Work instruction:
An exact transcript of all the records is the expected answer.

+++ Information supplied

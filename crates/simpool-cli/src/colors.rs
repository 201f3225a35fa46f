//! ANSI escape codes for terminal output.

pub const RESET: &str = "\x1b[0m";
pub const BOLD: &str = "\x1b[1m";
pub const DIM: &str = "\x1b[2m";
pub const RED: &str = "\x1b[31m";
pub const GREEN: &str = "\x1b[32m";
pub const YELLOW: &str = "\x1b[33m";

++++++

Task solution:
filename crates/simpool-cli/src/colors.rs
repository 201f3225a35fa46f
//! ANSI escape codes for terminal output.

pub const RESET: &str = "\x1b[0m";
pub const BOLD: &str = "\x1b[1m";
pub const DIM: &str = "\x1b[2m";
pub const RED: &str = "\x1b[31m";
pub const GREEN: &str = "\x1b[32m";
pub const YELLOW: &str = "\x1b[33m";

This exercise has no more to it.